## Extracted information
//! Calibration and blood glucose commands.
//!
//! These edit the stored state directly through the reducer; no sensor
//! connection is needed.

use anyhow::{Result, bail};
use time::OffsetDateTime;
use uuid::Uuid;

use cgm_core::Action;

use crate::cli::{CalibrationAction, OutputArgs, OutputFormat};
use crate::commands::CommandContext;
use crate::config::resolve_format;
use crate::format::{format_calibration_csv, format_calibration_json, format_calibration_text};
use crate::style;
use crate::util::{apply_offline, open_store, restore_state, write_output};

pub fn cmd_calibration(ctx: &CommandContext, action: &CalibrationAction) -> Result<()> {
    match action {
        CalibrationAction::List { output } => list(ctx, output),
        CalibrationAction::Add { value } => add(ctx, *value),
        CalibrationAction::Remove { id } => remove(ctx, *id),
    }
}

fn list(ctx: &CommandContext, output: &OutputArgs) -> Result<()> {
    let store = open_store(&ctx.database)?;
    let Some(stored) = store.load_sensor()? else {
        bail!("No sensor paired");
    };
    let points = &stored.sensor.custom_calibration.points;

    let opts = ctx.opts.with_no_header(output.no_header);
    let content = match resolve_format(output.format, ctx.json, &ctx.config) {
        OutputFormat::Json => format_calibration_json(points, &opts)?,
        OutputFormat::Csv => format_calibration_csv(points, &opts),
        OutputFormat::Text => format_calibration_text(points, &opts),
    };
    write_output(ctx.output.as_ref(), &content)
}

fn add(ctx: &CommandContext, value: f64) -> Result<()> {
    let mut store = open_store(&ctx.database)?;
    let before = restore_state(&store, &ctx.config)?;
    let Some(sensor) = &before.sensor else {
        bail!("No sensor paired");
    };
    let Some(reading) = before.latest_sensor_glucose().and_then(|g| g.raw_value) else {
        bail!("No recent sensor reading to calibrate against");
    };
    let count = sensor.custom_calibration.len();

    let id = Uuid::new_v4();
    let action = Action::AddCustomCalibration {
        id,
        value,
        at: OffsetDateTime::now_utc(),
    };
    let after = apply_offline(&mut store, &ctx.config, action)?;
    let added = after
        .sensor
        .as_ref()
        .is_some_and(|s| s.custom_calibration.len() > count);
    if !added {
        bail!("Calibration point was not recorded");
    }

    if !ctx.quiet {
        eprintln!(
            "{}",
            style::format_success(
                &format!("Calibrated {:.1} -> {:.1} mg/dL ({})", reading, value, id),
                ctx.opts.no_color
            )
        );
    }
    Ok(())
}

fn remove(ctx: &CommandContext, id: Uuid) -> Result<()> {
    let mut store = open_store(&ctx.database)?;
    let before = restore_state(&store, &ctx.config)?;
    let Some(sensor) = &before.sensor else {
        bail!("No sensor paired");
    };
    if !sensor.custom_calibration.points.iter().any(|p| p.id == id) {
        bail!("No calibration point with id {}", id);
    }

    apply_offline(&mut store, &ctx.config, Action::RemoveCustomCalibration { id })?;
    if !ctx.quiet {
        eprintln!(
            "{}",
            style::format_success(&format!("Removed calibration point {}", id), ctx.opts.no_color)
        );
    }
    Ok(())
}

pub fn cmd_blood_glucose(ctx: &CommandContext, value: i32) -> Result<()> {
    let mut store = open_store(&ctx.database)?;
    apply_offline(&mut store, &ctx.config, Action::add_blood_glucose(value))?;
    if !ctx.quiet {
        eprintln!(
            "{}",
            style::format_success(
                &format!("Recorded blood glucose {} mg/dL", value),
                ctx.opts.no_color
            )
        );
    }
    Ok(())
}
//! Acquisition, calibration and state pipeline for continuous glucose
//! monitoring sensors.
//!
//! Data flows one way:
//!
//! ```text
//! transport chunks → FrameReassembler → TelemetryDecoder → CalibrationEngine
//!                  → Action → reduce → middleware → further actions
//! ```
//!
//! # Features
//!
//! - **Frame reassembly**: notification chunks buffered into fixed-size frames
//! - **Decryption**: per-sensor keyed cipher with CRC verification
//! - **Unlock handshake**: monotonic counter with replay-proof payloads
//! - **Calibration**: factory curve, custom linear correction, rate limiting,
//!   trend classification
//! - **Connection state machine**: pairing, streaming and teardown over any
//!   [`FrameTransport`]
//! - **Single-writer store**: one queue, one pure reducer, ordered middleware
//! - **Virtual sensor**: deterministic encrypted telemetry for tests and demos
//!
//! # Quick Start
//!
//! ```no_run
//! use std::sync::Arc;
//! use cgm_core::{MockTransport, Pipeline, VirtualSensor};
//!
//! #[tokio::main]
//! async fn main() -> Result<(), Box<dyn std::error::Error>> {
//!     let transport = Arc::new(MockTransport::with_default_name());
//!     VirtualSensor::new(1).install(&transport).await;
//!
//!     let pipeline = Pipeline::builder(transport).start().await?;
//!     let mut events = pipeline.subscribe();
//!     pipeline.pair()?;
//!
//!     while let Ok(event) = events.recv().await {
//!         println!("{:?}", event);
//!     }
//!     Ok(())
//! }
//! ```

pub mod calibration;
pub mod clock;
pub mod connection;
pub mod decoder;
pub mod error;
pub mod events;
pub mod middleware;
pub mod mock;
pub mod persistence;
pub mod pipeline;
pub mod reassembler;
pub mod store;
pub mod transport;
pub mod unlock;
pub mod virtual_sensor;

// Re-export types and uuid modules from cgm-types
pub use cgm_types::types;
pub use cgm_types::uuids;

// Core exports
pub use calibration::{
    CalibrationConfig, CalibrationEngine, FactoryCurve, RateLimiter, StandardCurve, minute_change,
};
pub use clock::{Clock, ScaledClock, SystemClock};
pub use connection::{ConnectionConfig, Flow, Phase, SensorConnection, can_transition};
pub use decoder::{DecodedFrame, KeyedStreamCipher, TelemetryCipher, TelemetryDecoder};
pub use error::{Error, Result, Severity};
pub use events::{CoreEvent, EventDispatcher, EventReceiver, EventSender};
pub use middleware::{
    CalibrationMiddleware, EventMiddleware, LogMiddleware, MissedReadingMiddleware,
    PersistenceMiddleware, SensorMiddleware,
};
pub use mock::{MockOperation, MockTransport};
pub use persistence::{MemoryPersistence, PersistedState, Persistence};
pub use pipeline::{Pipeline, PipelineBuilder};
pub use reassembler::{FRAME_SIZE, FrameReassembler, ReassemblyResult};
pub use store::{
    Action, AppState, Middleware, SessionId, Store, StoreConfig, StoreHandle, reduce,
};
pub use transport::{DiscoveredSensor, FrameTransport, TransportEvent};
pub use unlock::{UNLOCK_PAYLOAD_LEN, UnlockCodec, UnlockCounter};
pub use virtual_sensor::VirtualSensor;

/// Shared transport reference.
pub type SharedTransport = std::sync::Arc<dyn FrameTransport>;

## Prompt
Would you copy every line of the entries in which "events" appears?

## Answer to the problem
//!     let mut events = pipeline.subscribe();
//!     while let Ok(event) = events.recv().await {
pub mod events;
pub use events::{CoreEvent, EventDispatcher, EventReceiver, EventSender};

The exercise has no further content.